Exosome therapeutics: rising to manufacturing challenges

Exosome therapeutics: rising to manufacturing challenges

The use of extracellular vesicles for regenerative and therapeutic applications is gaining currency. Notably, exosomes derived from mesenchymal stem cells (MSCs), have garnered attention. However, even manufacturing exosomes for relatively small-scale, preclinical and clinical activity has proved challenging. How will scalable production of vast quantities of exosomes for routine therapeutic use be achieved?

Exosomes are nanoscale, extracellular vesicles that mediate short-/long-distance intercellular communication for many physiological and pathological processes. Sitting somewhere between biologicals (proteins) and cell therapy, exosomes’ therapeutic potential has been demonstrated in multiple diseases. This is enabled by some inherent advantages over other vesicular structures and their lower immunogenicity, better tolerability/safety aspects and ease of manipulation/storage when compared with cell-based therapy.

Exosome manufacture is dependent on the production of large quantities of cells which produce the exosomes in ways that do not adversely alter the cell phenotype. Unlike immortal cell lines used for the manufacture of antibodies, for example, the exosomes generated are often not a uniform population. The expansion of MSCs entails high development costs and high levels of regulatory/market uncertainty.

Most cells used for exosome production are anchorage-dependent. Scaling up the culture of these cells relies on technologies that maximize available surface area. Hollow-fibre bioreactors, spheroid culture and microcarrier-based culture all provide solutions. Other than improved yield, exosomes produced in these systems may provide improved functionality in comparison with 2D cultures. A key technical challenge for these technologies is the need to control environmental parameters within the reactors such that the phenotype of the cell and the therapeutic activity of the exosome product does not change significantly during long-term passaging.

The efficiency of exosome secretion may be improved by preconditioning MSCs using various physical and non-physical methods. For example, mechanical shear stress has been reported to increase exosome secretion rate. Genetic modification of the production cells and nanoparticle-based technology may also be used to stimulate exosome release by MSCs.

The components of the culture media may be modulated to increase the productivity and therapeutic efficacy of MSC-derived exosomes. Although many biomaterials have been demonstrated to influence the paracrine output of stem cells, definite validations with which to undertake meaningful scale-up studies on exosome production are scarce. Nevertheless, both the biomaterials and cultivation technologies could be combined—for instance by using extracellular matrix-derived microcarriers—to further enhance the secretion of exosomes by stem cells.

There are also significant downstream processing challenges that need to be addressed when manufacturing exosomes. Most isolation methods currently employed to enrich exosomes from cell culture media are grandfathered in from the early viral purification technologies which discriminate based on physical characteristics. None of these legacy technologies have a way of completely discriminating exosomes beyond either size or density, which often leads to co-isolation of other impurities with overlapping physical characteristics. Notably, viruses can be co-purified with exosomes.

To resolve these contamination issues will require the adoption of an advanced purification platform that can further discriminate exosomes based on their biochemical/biophysical characteristics. These include the use of immunoaffinity methods based on antibody-conjugated magnetic beads and ion-exchange chromatography. The quality and homogeneity of the exosomes captured via these approaches may be superior to the more classical ultracentrifugation technique. However, optimisation of process conditions on a case-by-case basis is necessary and drawbacks such as high cost and sophisticated manipulation may limit large-scale use.

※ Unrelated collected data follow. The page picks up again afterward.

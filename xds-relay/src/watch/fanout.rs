//! Delivery of one payload to many watches.

use std::sync::Arc;

use bytes::Bytes;

use crate::envelope::Response;
use crate::error::Result;
use crate::message::ResourceAny;
use crate::watch::Watch;

/// Outcome of offering a response to one watch.
#[derive(Debug, Clone, Copy, PartialEq, Eq)]
pub enum Delivery {
    /// The slot was free and now holds the response.
    Sent,
    /// A stale buffered response was discarded in favour of this one.
    Replaced,
    /// The slot was refilled by another producer between the discard and
    /// the resend; the watch already holds a newer response.
    Skipped,
}

/// Offer `response` to `watch`, replacing a stale buffered response.
///
/// Never blocks. Errors are those of [`Watch::send`].
pub fn deliver(watch: &dyn Watch, response: &dyn Response) -> Result<Delivery> {
    if watch.send(response)? {
        return Ok(Delivery::Sent);
    }

    let replaced = watch.drop_redundant();
    if !watch.send(response)? {
        return Ok(Delivery::Skipped);
    }

    Ok(if replaced {
        Delivery::Replaced
    } else {
        Delivery::Sent
    })
}

/// Per-call counts reported by [`fanout`].
#[derive(Debug, Clone, Copy, Default, PartialEq, Eq)]
pub struct FanoutSummary {
    /// Watches whose slot was free.
    pub delivered: usize,
    /// Watches whose stale response was replaced.
    pub replaced: usize,
    /// Watches that were already closed or already held a newer response.
    pub skipped: usize,
    /// Watches closed because delivery failed.
    pub closed: usize,
}

/// Deliver one upstream payload to every watch.
///
/// Each watch gets a response built from its own request, so watches of
/// both API generations can share one payload. A watch that rejects its
/// response is closed, which ends its downstream stream.
pub fn fanout<'a, I>(
    watches: I,
    version: &str,
    resources: &[ResourceAny],
    marshaled_resources: &[Bytes],
) -> FanoutSummary
where
    I: IntoIterator<Item = &'a Arc<dyn Watch>>,
{
    let mut summary = FanoutSummary::default();

    for watch in watches {
        if watch.is_closed() {
            summary.skipped += 1;
            continue;
        }

        let response = watch.request().create_response(
            version.to_string(),
            resources.to_vec(),
            marshaled_resources.to_vec(),
        );

        match deliver(watch.as_ref(), response.as_ref()) {
            Ok(Delivery::Sent) => summary.delivered += 1,
            Ok(Delivery::Replaced) => summary.replaced += 1,
            Ok(Delivery::Skipped) => summary.skipped += 1,
            Err(error) => {
                tracing::warn!(%error, ?watch, "closing watch after failed delivery");
                watch.close();
                summary.closed += 1;
            }
        }
    }

    tracing::trace!(
        version,
        delivered = summary.delivered,
        replaced = summary.replaced,
        skipped = summary.skipped,
        closed = summary.closed,
        "fanout complete"
    );
    summary
}

#[cfg(test)]
mod tests {
    use super::*;
    use crate::envelope::{Payload, Request, RequestV2, RequestV3};
    use crate::message::DiscoveryRequest;
    use crate::resource::{v2, v3};
    use crate::watch::{WatchV2, WatchV3};

    fn watch_v2() -> Arc<WatchV2> {
        Arc::new(WatchV2::new(Arc::new(RequestV2::new(
            DiscoveryRequest::new(v2::CLUSTER),
        ))))
    }

    fn watch_v3() -> Arc<WatchV3> {
        Arc::new(WatchV3::new(Arc::new(RequestV3::new(
            DiscoveryRequest::new(v3::CLUSTER),
        ))))
    }

    /// A `Response` implemented outside the envelope module.
    #[derive(Debug)]
    struct ForeignResponse(Box<dyn Response>);

    impl Response for ForeignResponse {
        fn payload(&self) -> Payload<'_> {
            self.0.payload()
        }
    }

    #[test]
    fn test_deliver_replaces_stale_response() {
        let watch = watch_v2();
        let request = Arc::clone(watch.versioned_request());

        let first = Arc::clone(&request).create_response("1".into(), vec![], vec![]);
        let second = request.create_response("2".into(), vec![], vec![]);

        assert_eq!(deliver(watch.as_ref(), first.as_ref()).unwrap(), Delivery::Sent);
        assert_eq!(
            deliver(watch.as_ref(), second.as_ref()).unwrap(),
            Delivery::Replaced
        );

        let rx = watch.channel();
        assert_eq!(rx.try_recv().unwrap().version(), "2");
        assert!(rx.try_recv().is_none());
    }

    #[test]
    fn test_deliver_propagates_mismatch() {
        let watch = watch_v2();
        let foreign = ForeignResponse(Arc::new(RequestV3::new(DiscoveryRequest::new(
            v3::CLUSTER,
        )))
        .create_response("1".into(), vec![], vec![]));

        assert!(deliver(watch.as_ref(), &foreign).is_err());
        assert!(watch.channel().try_recv().is_none());
    }

    #[test]
    fn test_fanout_mixed_versions() {
        let a = watch_v2();
        let b = watch_v3();
        let c = watch_v3();
        let watches: Vec<Arc<dyn Watch>> = vec![a.clone(), b.clone(), c.clone()];

        let resources = vec![ResourceAny {
            type_url: v3::CLUSTER.to_string(),
            value: Bytes::from_static(b"cluster"),
        }];

        let summary = fanout(&watches, "1", &resources, &[]);
        assert_eq!(
            summary,
            FanoutSummary {
                delivered: 3,
                ..Default::default()
            }
        );

        // Only `a` drains; `b` and `c` still hold version 1.
        assert_eq!(a.channel().try_recv().unwrap().version(), "1");

        let summary = fanout(&watches, "2", &resources, &[]);
        assert_eq!(summary.delivered, 1);
        assert_eq!(summary.replaced, 2);

        for rx in [b.channel(), c.channel()] {
            let response = rx.try_recv().unwrap();
            assert_eq!(response.version(), "2");
            assert_eq!(response.resources(), resources.as_slice());
            assert!(rx.try_recv().is_none());
        }
    }

    #[test]
    fn test_fanout_skips_closed_watches() {
        let open = watch_v3();
        let closed = watch_v3();
        closed.close();
        let watches: Vec<Arc<dyn Watch>> = vec![open.clone(), closed.clone()];

        let summary = fanout(&watches, "1", &[], &[]);
        assert_eq!(summary.delivered, 1);
        assert_eq!(summary.skipped, 1);
        assert_eq!(summary.closed, 0);
    }

    #[test]
    fn test_fanout_to_no_watches() {
        let watches: Vec<Arc<dyn Watch>> = Vec::new();
        assert_eq!(fanout(&watches, "1", &[], &[]), FanoutSummary::default());
    }
}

As well as increased capacity, detailed characterization with a better understanding of exosome heterogeneity than currently achieved will be important. The International Society of Extracellular Vesicles (ISEV) has already taken significant steps to provide a broad definition for exosomes and provide a set of criteria for their identification. A combination of measurements from physical observations, flow-cytometry and/or microfluidic tools, creates a useful baseline.

As the way exosomes work is increasingly understood, many researchers are working on the development of synthetic alternatives. Artificial and semi-artificial exosomes have been synthesized through cell fragmentation, gene-editing and other mechanical/chemical methods. These exosome-analogous nanovesicles were fabricated to a size similar to that of exosomes—but reportedly with better pharmacokinetic properties, biocompatibility and tissue-targeting ability.

Many hurdles remain to delivering exosomes as new therapeutic tools. This need for reproducible and standardized platform technologies is apparent with sometimes conflicting results across research groups. Only when manufacturing challenges have been addressed will it be possible to create greater consistency in the final product to ensure the widespread utilization of exosomes in basic research avenues and advance these therapies into the clinic.